Pertama, analisis harus diarahkan pertama pada persoalan “agama” (dîn) Islam. Masalah ini
penting karena kemaslahatan pertamadalam syari’at adalah terjaganya agama dari kehancuran
(hifzh al-dîn). Oleh sebab itu, dalam Islam salah satu tujuan utama penyelenggaraan kekuasaan
adalah hirâsah al-dîn (memelihara agama) agar tetap bisa diamalkan seutuhnya.

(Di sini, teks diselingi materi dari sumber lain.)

//! Line-delimited JSON-RPC 2.0 envelopes spoken with the worker
//!
//! Every message is one JSON object terminated by `\n`. Requests carry a
//! numeric `id`; notifications omit it and embed their correlation keys in
//! `params`.

use crate::error::{ProtocolError, Result};
use serde::{Deserialize, Serialize};
use serde_json::Value;

/// JSON-RPC version marker carried on every envelope
pub const JSONRPC_VERSION: &str = "2.0";

/// Method names consumed from the worker
pub mod methods {
    /// One-time-per-generation capability exchange
    pub const INITIALIZE: &str = "initialize";
    /// Create a worker-side conversation
    pub const NEW_CONVERSATION: &str = "newConversation";
    /// Subscribe to a conversation's event notifications
    pub const ADD_CONVERSATION_LISTENER: &str = "addConversationListener";
    /// Drop a previously attached subscription
    pub const REMOVE_CONVERSATION_LISTENER: &str = "removeConversationListener";
    /// Send a user message into a conversation
    pub const SEND_USER_MESSAGE: &str = "sendUserMessage";
    /// Send a full user turn (message plus turn settings)
    pub const SEND_USER_TURN: &str = "sendUserTurn";
}

/// JSON-RPC error code for an unknown method
pub const METHOD_NOT_FOUND: i64 = -32601;

/// Outbound request
#[derive(Debug, Clone, Serialize, Deserialize, PartialEq)]
pub struct RpcRequest {
    /// Always `"2.0"`
    pub jsonrpc: String,
    /// Correlation id, unique among in-flight calls
    pub id: u32,
    /// Method name
    pub method: String,
    /// Method parameters
    #[serde(default)]
    pub params: Value,
}

impl RpcRequest {
    /// Create a new request envelope
    pub fn new(id: u32, method: impl Into<String>, params: Value) -> Self {
        Self {
            jsonrpc: JSONRPC_VERSION.to_string(),
            id,
            method: method.into(),
            params,
        }
    }

    /// Encode as one newline-terminated line
    pub fn to_line(&self) -> Result<String> {
        encode_line(self)
    }
}

/// Notification without an id
#[derive(Debug, Clone, Serialize, Deserialize, PartialEq)]
pub struct RpcNotification {
    /// Always `"2.0"`
    #[serde(default = "default_version")]
    pub jsonrpc: String,
    /// Notification method
    pub method: String,
    /// Notification payload
    #[serde(default)]
    pub params: Value,
}

impl RpcNotification {
    /// Create a new notification envelope
    pub fn new(method: impl Into<String>, params: Value) -> Self {
        Self {
            jsonrpc: JSONRPC_VERSION.to_string(),
            method: method.into(),
            params,
        }
    }

    /// Encode as one newline-terminated line
    pub fn to_line(&self) -> Result<String> {
        encode_line(self)
    }
}

/// Error object carried by a failed response
#[derive(Debug, Clone, Serialize, Deserialize, PartialEq)]
pub struct RpcErrorObject {
    /// Numeric error code
    #[serde(default)]
    pub code: i64,
    /// Human-readable message
    #[serde(default)]
    pub message: String,
    /// Optional structured detail
    #[serde(default, skip_serializing_if = "Option::is_none")]
    pub data: Option<Value>,
}

impl RpcErrorObject {
    /// Create an error object without extra data
    pub fn new(code: i64, message: impl Into<String>) -> Self {
        Self {
            code,
            message: message.into(),
            data: None,
        }
    }
}

/// Response envelope, as written by either side
#[derive(Debug, Clone, Serialize, Deserialize, PartialEq)]
pub struct RpcResponse {
    /// Always `"2.0"`
    #[serde(default = "default_version")]
    pub jsonrpc: String,
    /// Id of the request being answered
    pub id: Value,
    /// Success payload
    #[serde(default, skip_serializing_if = "Option::is_none")]
    pub result: Option<Value>,
    /// Failure payload
    #[serde(default, skip_serializing_if = "Option::is_none")]
    pub error: Option<RpcErrorObject>,
}

impl RpcResponse {
    /// Build an error reply to a worker-initiated request
    pub fn error(id: Value, error: RpcErrorObject) -> Self {
        Self {
            jsonrpc: JSONRPC_VERSION.to_string(),
            id,
            result: None,
            error: Some(error),
        }
    }

    /// Encode as one newline-terminated line
    pub fn to_line(&self) -> Result<String> {
        encode_line(self)
    }
}

/// A decoded line read from the worker
#[derive(Debug, Clone, PartialEq)]
pub enum IncomingMessage {
    /// Answer to one of our requests
    Response {
        /// Request id being answered
        id: u32,
        /// `Ok(result)` or the worker-reported error
        outcome: std::result::Result<Value, RpcErrorObject>,
    },
    /// Asynchronous event notification
    Notification(RpcNotification),
    /// Request initiated by the worker (approvals and similar)
    Request {
        /// Worker-chosen id, echoed in our reply
        id: Value,
        /// Method name
        method: String,
        /// Parameters
        params: Value,
    },
}

impl IncomingMessage {
    /// Decode one line of worker output
    pub fn parse_line(line: &str) -> Result<Self> {
        let value: Value = serde_json::from_str(line.trim())?;
        Self::from_value(value)
    }

    /// Classify an already-parsed JSON value
    pub fn from_value(value: Value) -> Result<Self> {
        let Value::Object(mut obj) = value else {
            return Err(ProtocolError::InvalidMessage(
                "expected a JSON object".to_string(),
            ));
        };

        if let Some(version) = obj.get("jsonrpc") {
            let got = version.as_str().unwrap_or_default();
            if got != JSONRPC_VERSION {
                return Err(ProtocolError::VersionMismatch {
                    expected: JSONRPC_VERSION.to_string(),
                    got: version.to_string(),
                });
            }
        }

        let id = obj.remove("id").filter(|v| !v.is_null());
        let method = obj
            .remove("method")
            .and_then(|m| m.as_str().map(str::to_string));
        let params = obj.remove("params").unwrap_or(Value::Null);

        match (id, method) {
            (Some(id), Some(method)) => Ok(Self::Request { id, method, params }),
            (None, Some(method)) => Ok(Self::Notification(RpcNotification::new(method, params))),
            (Some(id), None) => {
                let id = numeric_id(&id).ok_or_else(|| {
                    ProtocolError::InvalidMessage(format!("response id is not numeric: {id}"))
                })?;
                let outcome = match obj.remove("error").filter(|v| !v.is_null()) {
                    Some(err) => Err(serde_json::from_value::<RpcErrorObject>(err.clone())
                        .unwrap_or_else(|_| RpcErrorObject::new(0, err.to_string()))),
                    None => Ok(obj.remove("result").unwrap_or(Value::Null)),
                };
                Ok(Self::Response { id, outcome })
            }
            (None, None) => Err(ProtocolError::MissingField("method or id".to_string())),
        }
    }
}

/// Accept numeric ids and numeric strings; workers differ on this.
fn numeric_id(id: &Value) -> Option<u32> {
    match id {
        Value::Number(n) => n.as_u64().and_then(|n| u32::try_from(n).ok()),
        Value::String(s) => s.parse().ok(),
        _ => None,
    }
}

fn default_version() -> String {
    JSONRPC_VERSION.to_string()
}

fn encode_line<T: Serialize>(message: &T) -> Result<String> {
    let mut line = serde_json::to_string(message)?;
    line.push('\n');
    Ok(line)
}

Bagian ini harus
selalu disertakan dalam analisis mengenai demokrasi karena dalam pengamatan sementara hal
yang paling banyak dirugikan setelah demokrasi dipraktikkan adalah agama.
Memang ada kebebasan beragama dalam demokrasi, namun saat agama memenangkan
pertarungan kekuasaan, maka pada saat itulah agama menjadi musuh demokrasi nomor satu.
Agama akan segera disingkirkan dari panging kekuasaan demokrasi oleh tangan-tangan yang tidak
kasat mata (invisible hand).
Kedua, yang harus menjadi perhatian berikutnya adalah masalah kesejahteraan yang dalam
mashâlih syar’iyyah terdiri atas pemeliharaan jiwa, akal, keturunan, dan harta.
Sesungguhnya seringkali demokrasi tidak selalu berbanding lurus dengan kesejahteraan rakyatnya.
Banyak negara yang dinilai tidak demokratis seperti Saudi Arabia, Singapura, dan Libya (semasa
Kadafi) dapat menyejahterakan sebagian rakyatnya. Ini menunjukkan korelasi yang negatif antara
demokrasi dengan kesejahteraan rakyat. Pada aspek ini dapat saja kita membandingkan satu negara
sebelum menggunakan demokrasi dan sesudahnya.
Bisa jadi ada negara yang sebelumnya tidak demokratis seperti Indonesia, kemudian
memilih demokrasi dapat relatif berkembang kesejahteraannya dibandingkan dengan masa lalu.
Akan tetapi, akan terlalu simplisistik kalau kemudian kesejahteraan itu disebabkan oleh demokrasi.
Melalui dua kacamata itu, sebetulnya secara umum demokrasi tidak selalu memberikan maslahat.
Bahkan, dalam hal agama, demokrasi jutsru menghambat pelaksanaan agama secara paripurna
oleh para pemeluknya.
Dalam demokrasi lebih berbunyi kalimat “pluralisme” daripada agama. Oleh sebab itu, di
negara-negara Islam yang menerapkan demokrasi posisi agama (Islam) menjadi lebih terancam
keberadaannya. Belum lagi, demokrasi di negara-negara Islam justru membuka celah masuknya
kekuatan-kekuatan asing yang juga sangat bersemangat untuk membendung laju perkembangan
Islam, baik sebagai komunitas maupun ajaran.